**WORK TO COMPLETE**
Filter these entries down to the lines that hold the word "message", and show each of them.

**Collected data**
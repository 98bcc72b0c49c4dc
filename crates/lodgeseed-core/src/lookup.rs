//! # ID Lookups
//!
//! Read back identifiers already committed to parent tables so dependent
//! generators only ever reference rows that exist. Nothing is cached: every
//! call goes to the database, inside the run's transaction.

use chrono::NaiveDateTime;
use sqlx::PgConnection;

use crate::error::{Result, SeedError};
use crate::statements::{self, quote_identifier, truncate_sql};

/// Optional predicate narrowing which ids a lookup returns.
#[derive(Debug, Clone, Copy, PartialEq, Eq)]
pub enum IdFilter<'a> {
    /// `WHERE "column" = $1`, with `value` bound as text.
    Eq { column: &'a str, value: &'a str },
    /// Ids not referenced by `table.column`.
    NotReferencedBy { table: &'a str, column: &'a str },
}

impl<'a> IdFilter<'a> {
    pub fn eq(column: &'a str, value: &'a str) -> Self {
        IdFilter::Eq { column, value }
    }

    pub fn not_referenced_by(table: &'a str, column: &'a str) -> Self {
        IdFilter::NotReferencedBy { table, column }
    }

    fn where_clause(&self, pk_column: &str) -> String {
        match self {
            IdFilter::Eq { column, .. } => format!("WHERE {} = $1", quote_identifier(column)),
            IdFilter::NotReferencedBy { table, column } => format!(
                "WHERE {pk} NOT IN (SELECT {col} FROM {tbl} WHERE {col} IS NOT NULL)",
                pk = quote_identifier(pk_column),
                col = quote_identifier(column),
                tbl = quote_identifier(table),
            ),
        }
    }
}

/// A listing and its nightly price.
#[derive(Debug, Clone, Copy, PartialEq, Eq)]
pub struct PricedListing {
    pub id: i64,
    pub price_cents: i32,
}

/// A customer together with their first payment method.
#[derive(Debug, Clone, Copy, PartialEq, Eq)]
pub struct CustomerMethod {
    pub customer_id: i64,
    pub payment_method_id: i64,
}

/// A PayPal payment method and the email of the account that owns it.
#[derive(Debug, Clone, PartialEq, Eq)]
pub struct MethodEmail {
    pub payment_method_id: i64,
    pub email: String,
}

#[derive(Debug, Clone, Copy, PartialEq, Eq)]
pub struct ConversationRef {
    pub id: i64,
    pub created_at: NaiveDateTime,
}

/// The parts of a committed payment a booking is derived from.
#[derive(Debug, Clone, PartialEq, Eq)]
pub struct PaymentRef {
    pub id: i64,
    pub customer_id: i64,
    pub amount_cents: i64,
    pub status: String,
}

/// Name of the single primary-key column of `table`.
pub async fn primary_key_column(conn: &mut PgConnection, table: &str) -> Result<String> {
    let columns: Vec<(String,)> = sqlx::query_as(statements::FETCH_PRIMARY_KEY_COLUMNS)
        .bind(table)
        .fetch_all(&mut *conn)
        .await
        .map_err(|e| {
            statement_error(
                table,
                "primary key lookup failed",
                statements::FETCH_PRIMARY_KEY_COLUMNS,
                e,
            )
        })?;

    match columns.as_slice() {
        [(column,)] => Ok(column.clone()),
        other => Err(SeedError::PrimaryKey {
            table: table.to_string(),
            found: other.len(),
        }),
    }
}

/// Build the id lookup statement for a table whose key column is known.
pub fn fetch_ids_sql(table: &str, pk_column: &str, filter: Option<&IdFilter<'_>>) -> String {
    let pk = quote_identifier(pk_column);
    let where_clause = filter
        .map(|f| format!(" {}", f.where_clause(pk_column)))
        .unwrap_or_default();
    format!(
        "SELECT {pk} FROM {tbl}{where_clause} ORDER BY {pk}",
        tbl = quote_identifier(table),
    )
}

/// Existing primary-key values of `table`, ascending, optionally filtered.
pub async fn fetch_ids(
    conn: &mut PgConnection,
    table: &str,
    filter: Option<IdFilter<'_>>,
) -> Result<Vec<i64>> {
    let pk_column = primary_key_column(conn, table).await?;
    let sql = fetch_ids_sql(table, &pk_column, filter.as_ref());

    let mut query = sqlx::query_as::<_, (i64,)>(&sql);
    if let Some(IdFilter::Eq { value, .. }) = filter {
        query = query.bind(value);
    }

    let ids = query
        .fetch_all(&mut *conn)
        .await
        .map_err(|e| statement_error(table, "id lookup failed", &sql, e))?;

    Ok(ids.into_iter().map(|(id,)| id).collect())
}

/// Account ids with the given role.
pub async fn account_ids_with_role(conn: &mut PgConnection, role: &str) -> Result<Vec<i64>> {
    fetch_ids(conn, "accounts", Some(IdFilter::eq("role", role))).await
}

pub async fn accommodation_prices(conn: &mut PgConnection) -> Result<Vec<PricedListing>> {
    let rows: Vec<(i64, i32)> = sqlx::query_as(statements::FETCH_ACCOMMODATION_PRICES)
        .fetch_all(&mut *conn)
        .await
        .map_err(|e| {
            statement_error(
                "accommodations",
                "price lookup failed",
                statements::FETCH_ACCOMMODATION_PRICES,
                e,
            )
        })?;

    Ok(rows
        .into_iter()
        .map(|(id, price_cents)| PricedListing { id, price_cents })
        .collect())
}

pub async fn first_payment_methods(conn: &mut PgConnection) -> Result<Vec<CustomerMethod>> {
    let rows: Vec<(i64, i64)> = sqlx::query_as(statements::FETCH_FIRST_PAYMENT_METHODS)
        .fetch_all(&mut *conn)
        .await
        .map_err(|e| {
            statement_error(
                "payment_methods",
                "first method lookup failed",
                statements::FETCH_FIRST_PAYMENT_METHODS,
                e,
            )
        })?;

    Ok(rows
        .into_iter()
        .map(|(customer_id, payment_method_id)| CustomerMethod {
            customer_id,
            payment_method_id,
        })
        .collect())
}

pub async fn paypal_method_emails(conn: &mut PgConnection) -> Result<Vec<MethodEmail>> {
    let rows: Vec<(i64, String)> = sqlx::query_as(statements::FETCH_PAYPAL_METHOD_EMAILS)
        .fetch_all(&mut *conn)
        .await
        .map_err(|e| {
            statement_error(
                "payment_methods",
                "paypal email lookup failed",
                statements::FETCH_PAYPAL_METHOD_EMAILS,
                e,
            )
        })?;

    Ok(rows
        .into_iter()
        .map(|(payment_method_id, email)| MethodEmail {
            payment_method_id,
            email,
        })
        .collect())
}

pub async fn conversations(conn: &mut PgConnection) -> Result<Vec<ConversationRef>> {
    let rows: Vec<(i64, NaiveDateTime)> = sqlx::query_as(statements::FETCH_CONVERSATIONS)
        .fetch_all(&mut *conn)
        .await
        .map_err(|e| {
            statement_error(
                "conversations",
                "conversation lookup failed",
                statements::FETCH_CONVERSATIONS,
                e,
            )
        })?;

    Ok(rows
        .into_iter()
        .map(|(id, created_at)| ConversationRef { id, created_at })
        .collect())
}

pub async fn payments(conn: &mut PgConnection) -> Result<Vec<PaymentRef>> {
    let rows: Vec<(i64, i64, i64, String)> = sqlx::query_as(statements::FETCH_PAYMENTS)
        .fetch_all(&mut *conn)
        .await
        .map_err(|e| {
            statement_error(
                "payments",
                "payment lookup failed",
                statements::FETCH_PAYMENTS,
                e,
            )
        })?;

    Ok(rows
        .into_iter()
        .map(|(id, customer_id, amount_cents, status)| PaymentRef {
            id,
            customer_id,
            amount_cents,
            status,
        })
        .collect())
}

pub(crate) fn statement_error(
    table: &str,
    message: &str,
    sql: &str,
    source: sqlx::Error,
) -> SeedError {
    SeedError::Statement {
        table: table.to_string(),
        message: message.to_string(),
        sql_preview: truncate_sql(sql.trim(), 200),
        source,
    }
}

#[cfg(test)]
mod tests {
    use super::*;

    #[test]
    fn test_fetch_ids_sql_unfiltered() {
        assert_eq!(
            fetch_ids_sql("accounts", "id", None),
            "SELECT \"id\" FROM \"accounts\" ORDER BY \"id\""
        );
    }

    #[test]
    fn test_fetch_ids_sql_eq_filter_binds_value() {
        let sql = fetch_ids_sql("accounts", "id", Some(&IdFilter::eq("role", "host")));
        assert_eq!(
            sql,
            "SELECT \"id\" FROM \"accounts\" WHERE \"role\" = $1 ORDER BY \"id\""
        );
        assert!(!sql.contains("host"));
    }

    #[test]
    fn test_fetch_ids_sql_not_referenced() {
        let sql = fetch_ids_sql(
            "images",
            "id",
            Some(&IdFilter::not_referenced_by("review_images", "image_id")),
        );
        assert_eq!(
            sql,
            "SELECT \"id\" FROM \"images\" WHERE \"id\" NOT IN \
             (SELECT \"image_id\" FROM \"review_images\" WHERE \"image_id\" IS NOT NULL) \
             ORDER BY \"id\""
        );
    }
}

**PROBLEM SOLUTION**
    message: &str,
        message: message.to_string(),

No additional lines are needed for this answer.